Dataset records »
pub mod pairs;
pub mod pull;

use std::io::IsTerminal;
use std::path::PathBuf;

use anyhow::{Context, Result};
use dressel::MirrorReport;
use dressel_earthdata::EarthdataClient;
use indicatif::{ProgressBar, ProgressStyle};

use crate::config::AppConfig;

/// Everything a pull command needs, resolved once at startup.
pub struct RunContext {
    pub client: EarthdataClient,
    pub root: PathBuf,
    pub skip_existing: bool,
    pub show_progress: bool,
}

/// Flags shared by every pull command.
#[derive(Debug, Clone, Default, clap::Args)]
pub struct MirrorArgs {
    /// Local mirror root (defaults to ~/datasets)
    #[arg(long)]
    pub root: Option<PathBuf>,
    /// Re-fetch entries even when their local file already exists
    #[arg(long)]
    pub no_skip_existing: bool,
}

impl RunContext {
    /// Load the token and build the client. Fails before any request is made
    /// if the token file is missing or empty.
    pub fn resolve(config: &AppConfig, args: &MirrorArgs, no_progress_bar: bool) -> Result<Self> {
        let token_path = config
            .token_path()
            .context("could not determine token file location")?;
        let token = dressel_earthdata::load_token(&token_path)?;
        let client = EarthdataClient::with_base_url(&token, config.base_url())?;

        let root = match &args.root {
            Some(root) => root.clone(),
            None => config
                .mirror_root()
                .context("could not determine home directory for mirror root")?,
        };

        Ok(Self {
            client,
            root,
            skip_existing: config.skip_existing() && !args.no_skip_existing,
            show_progress: !no_progress_bar,
        })
    }

    pub fn progress_bar(&self, total: u64) -> ProgressBar {
        create_progress_bar(!self.show_progress, total)
    }
}

/// Create a progress bar with a consistent template.
///
/// Hidden when the user passed `--no-progress-bar` or stderr is not a TTY.
pub fn create_progress_bar(no_progress_bar: bool, total: u64) -> ProgressBar {
    if no_progress_bar || !std::io::stderr().is_terminal() {
        return ProgressBar::hidden();
    }
    let pb = ProgressBar::new(total);
    pb.set_style(
        ProgressStyle::with_template(
            "[{elapsed_precise}] [{bar:40.cyan/blue}] {pos}/{len} ({eta}) {msg}",
        )
        .unwrap_or_else(|_| ProgressStyle::default_bar())
        .progress_chars("=> "),
    );
    pb
}

pub fn print_report(report: &MirrorReport) {
    println!(
        "Fetched {} ({} already present, {} not found).",
        report.fetched,
        report.skipped_existing,
        report.not_found.len()
    );
}
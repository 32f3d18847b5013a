use std::collections::HashMap;
use std::sync::Mutex;

use crate::{FetchError, FetchOutcome, ResourcePath, ResourceSource};

#[derive(Debug, Clone)]
enum Canned {
    Body(Vec<u8>),
    Status(u16),
}

/// In-memory archive for testing. Unknown paths answer 404; every request is
/// recorded in order.
pub struct InMemoryArchive {
    label: String,
    resources: HashMap<String, Canned>,
    requests: Mutex<Vec<String>>,
}

impl InMemoryArchive {
    pub fn new(label: impl Into<String>) -> Self {
        Self {
            label: label.into(),
            resources: HashMap::new(),
            requests: Mutex::new(Vec::new()),
        }
    }

    /// Serve `body` with status 200 at `path`.
    pub fn add(&mut self, path: &str, body: impl Into<Vec<u8>>) {
        self.resources
            .insert(path.to_owned(), Canned::Body(body.into()));
    }

    /// Answer requests for `path` with a bare status code.
    pub fn add_status(&mut self, path: &str, status: u16) {
        self.resources.insert(path.to_owned(), Canned::Status(status));
    }

    /// Paths requested so far, in order.
    pub fn requests(&self) -> Vec<String> {
        self.requests
            .lock()
            .map(|r| r.clone())
            .unwrap_or_default()
    }

    pub fn request_count(&self) -> usize {
        self.requests().len()
    }
}

#[async_trait::async_trait]
impl ResourceSource for InMemoryArchive {
    fn label(&self) -> &str {
        &self.label
    }

    async fn get(&self, path: &ResourcePath) -> Result<FetchOutcome<Vec<u8>>, FetchError> {
        if let Ok(mut requests) = self.requests.lock() {
            requests.push(path.as_str().to_owned());
        }

        Ok(match self.resources.get(path.as_str()) {
            Some(Canned::Body(body)) => FetchOutcome::Success(body.clone()),
            Some(Canned::Status(404)) | None => FetchOutcome::NotFound,
            Some(Canned::Status(status)) => FetchOutcome::ProtocolError { status: *status },
        })
    }
}
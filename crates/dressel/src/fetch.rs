use image::DynamicImage;

use crate::codec;
use crate::mirror::Payload;
use crate::resource::{ContentKind, ResourcePath};

/// Errors that prevent a fetch from producing an outcome at all.
///
/// HTTP statuses are not errors here; they are reported through
/// [`FetchOutcome`].
#[derive(Debug, thiserror::Error)]
pub enum FetchError {
    #[error("network error: {0}")]
    Network(String),

    #[error("failed to decode {path}: {reason}")]
    Decode { path: ResourcePath, reason: String },

    #[error("client error: {0}")]
    Client(String),
}

/// Result of asking the archive for one resource.
#[derive(Debug, Clone, PartialEq, Eq)]
pub enum FetchOutcome<T> {
    /// Status 200 with the decoded body.
    Success(T),
    /// Status 404.
    NotFound,
    /// Any other status. Fatal to a run.
    ProtocolError { status: u16 },
}

impl<T> FetchOutcome<T> {
    pub fn map<U>(self, f: impl FnOnce(T) -> U) -> FetchOutcome<U> {
        match self {
            Self::Success(value) => FetchOutcome::Success(f(value)),
            Self::NotFound => FetchOutcome::NotFound,
            Self::ProtocolError { status } => FetchOutcome::ProtocolError { status },
        }
    }

    pub fn try_map<U, E>(self, f: impl FnOnce(T) -> Result<U, E>) -> Result<FetchOutcome<U>, E> {
        Ok(match self {
            Self::Success(value) => FetchOutcome::Success(f(value)?),
            Self::NotFound => FetchOutcome::NotFound,
            Self::ProtocolError { status } => FetchOutcome::ProtocolError { status },
        })
    }
}

/// A remote archive addressed by path suffix.
///
/// Implementors only supply [`get`](ResourceSource::get); the typed fetches
/// are layered on top of it with the content decoders.
#[async_trait::async_trait]
pub trait ResourceSource: Send + Sync {
    /// Human-readable label identifying this archive.
    fn label(&self) -> &str;

    /// Fetch the raw body of one resource.
    async fn get(&self, path: &ResourcePath) -> Result<FetchOutcome<Vec<u8>>, FetchError>;

    async fn fetch_bytes(&self, path: &ResourcePath) -> Result<FetchOutcome<Vec<u8>>, FetchError> {
        self.get(path).await
    }

    async fn fetch_image(
        &self,
        path: &ResourcePath,
    ) -> Result<FetchOutcome<DynamicImage>, FetchError> {
        self.get(path)
            .await?
            .try_map(|body| codec::decode_image(path, &body))
    }

    async fn fetch_text(&self, path: &ResourcePath) -> Result<FetchOutcome<String>, FetchError> {
        self.get(path)
            .await?
            .try_map(|body| codec::decode_text(path, body))
    }

    /// Fetch and decode according to `kind`.
    async fn fetch(
        &self,
        path: &ResourcePath,
        kind: ContentKind,
    ) -> Result<FetchOutcome<Payload>, FetchError> {
        Ok(match kind {
            ContentKind::Raw => self.fetch_bytes(path).await?.map(Payload::Raw),
            ContentKind::Image => self.fetch_image(path).await?.map(Payload::Image),
            ContentKind::Text => self.fetch_text(path).await?.map(Payload::Text),
        })
    }
}
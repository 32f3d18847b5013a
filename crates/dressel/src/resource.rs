use std::fmt;
use std::path::{Path, PathBuf};
use std::str::FromStr;

/// Reasons a path suffix is rejected.
#[derive(Debug, Clone, PartialEq, Eq, thiserror::Error)]
pub enum InvalidPath {
    #[error("path is empty")]
    Empty,

    #[error("path must be relative: {0}")]
    Absolute(String),

    #[error("path contains an empty segment: {0}")]
    EmptySegment(String),

    #[error("path escapes the mirror root: {0}")]
    Traversal(String),

    #[error("path contains a reserved character: {0}")]
    Reserved(String),
}

/// A resource path suffix on the remote archive.
///
/// The same string names the remote resource (appended to the base URL) and
/// the artifact's location relative to the local mirror root.
#[derive(Debug, Clone, PartialEq, Eq, Hash)]
pub struct ResourcePath(String);

impl ResourcePath {
    /// Validate a suffix. Rejects anything that would resolve outside the
    /// mirror root once joined to it.
    ///
    /// Segments are split on `/` only, so `\` and `:` are refused outright:
    /// on Windows they would act as a separator or a drive prefix.
    pub fn parse(raw: &str) -> Result<Self, InvalidPath> {
        if raw.is_empty() {
            return Err(InvalidPath::Empty);
        }

        if raw.starts_with('/') || raw.starts_with('\\') {
            return Err(InvalidPath::Absolute(raw.to_owned()));
        }

        for segment in raw.split('/') {
            match segment {
                "" => return Err(InvalidPath::EmptySegment(raw.to_owned())),
                "." | ".." => return Err(InvalidPath::Traversal(raw.to_owned())),
                s if s.contains(['\\', ':']) => {
                    return Err(InvalidPath::Reserved(raw.to_owned()));
                }
                _ => {}
            }
        }

        Ok(Self(raw.to_owned()))
    }

    pub fn as_str(&self) -> &str {
        &self.0
    }

    /// Where this resource lives under `root`.
    pub fn local_path(&self, root: &Path) -> PathBuf {
        self.0
            .split('/')
            .fold(root.to_path_buf(), |path, segment| path.join(segment))
    }

    /// Final segment, used for progress messages.
    pub fn file_name(&self) -> &str {
        self.0.rsplit('/').next().unwrap_or(&self.0)
    }
}

impl fmt::Display for ResourcePath {
    fn fmt(&self, f: &mut fmt::Formatter<'_>) -> fmt::Result {
        f.write_str(&self.0)
    }
}

/// An image resource and the annotation describing it.
#[derive(Debug, Clone, PartialEq, Eq)]
pub struct ResourcePair {
    pub image: ResourcePath,
    pub annotation: ResourcePath,
}

/// How a response body is decoded and persisted.
///
/// Chosen by the caller; the server's declared content type is ignored.
#[derive(Debug, Clone, Copy, Default, PartialEq, Eq)]
pub enum ContentKind {
    /// Written byte-for-byte.
    #[default]
    Raw,
    /// Decoded as an image and re-encoded to JPEG.
    Image,
    /// Decoded as UTF-8 text.
    Text,
}

impl fmt::Display for ContentKind {
    fn fmt(&self, f: &mut fmt::Formatter<'_>) -> fmt::Result {
        match self {
            Self::Raw => write!(f, "raw"),
            Self::Image => write!(f, "image"),
            Self::Text => write!(f, "text"),
        }
    }
}

impl FromStr for ContentKind {
    type Err = String;

    fn from_str(s: &str) -> Result<Self, Self::Err> {
        match s.to_lowercase().as_str() {
            "raw" | "bytes" => Ok(Self::Raw),
            "image" | "img" => Ok(Self::Image),
            "text" | "annotation" => Ok(Self::Text),
            other => Err(format!(
                "unknown content kind '{other}' (expected raw, image, or text)"
            )),
        }
    }
}
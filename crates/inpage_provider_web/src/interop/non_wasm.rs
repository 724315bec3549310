use super::*;

fn unsupported() -> String {
    "Browser host APIs are only available when compiled for wasm32".to_string()
}

pub fn global_is_bound(_name: &str) -> Result<bool, String> {
    Err(unsupported())
}

pub fn bind_provider(
    _name: &str,
    _provider: &ProtectedProvider,
    _attributes: SlotAttributes,
) -> Result<(), String> {
    Err(unsupported())
}

pub fn bind_legacy_shim(
    _name: &str,
    _shim: Rc<LegacyShim>,
    _attributes: SlotAttributes,
) -> Result<(), String> {
    Err(unsupported())
}

pub fn dispatch_event(_name: &str) -> Result<(), String> {
    Err(unsupported())
}

pub fn spawn_local(_future: LocalFutureObj<'static, ()>) -> Result<(), SpawnError> {
    Err(SpawnError::shutdown())
}

pub fn stream_capabilities(_stream: &JsValue) -> TransportCapabilities {
    TransportCapabilities::default()
}

pub async fn write_rpc(
    _stream: &JsValue,
    _stream_name: Option<&str>,
    _request: &RpcRequest,
) -> Result<Value, String> {
    Err(unsupported())
}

Your objective »
Exactly as written, repeat each line from the beginning of the data above to the line containing "missing or empty.", inclusive.

Response area »
pub mod pairs;
pub mod pull;

use std::io::IsTerminal;
use std::path::PathBuf;

use anyhow::{Context, Result};
use dressel::MirrorReport;
use dressel_earthdata::EarthdataClient;
use indicatif::{ProgressBar, ProgressStyle};

use crate::config::AppConfig;

/// Everything a pull command needs, resolved once at startup.
pub struct RunContext {
    pub client: EarthdataClient,
    pub root: PathBuf,
    pub skip_existing: bool,
    pub show_progress: bool,
}

/// Flags shared by every pull command.
#[derive(Debug, Clone, Default, clap::Args)]
pub struct MirrorArgs {
    /// Local mirror root (defaults to ~/datasets)
    #[arg(long)]
    pub root: Option<PathBuf>,
    /// Re-fetch entries even when their local file already exists
    #[arg(long)]
    pub no_skip_existing: bool,
}

impl RunContext {
    /// Load the token and build the client. Fails before any request is made
    /// if the token file is missing or empty.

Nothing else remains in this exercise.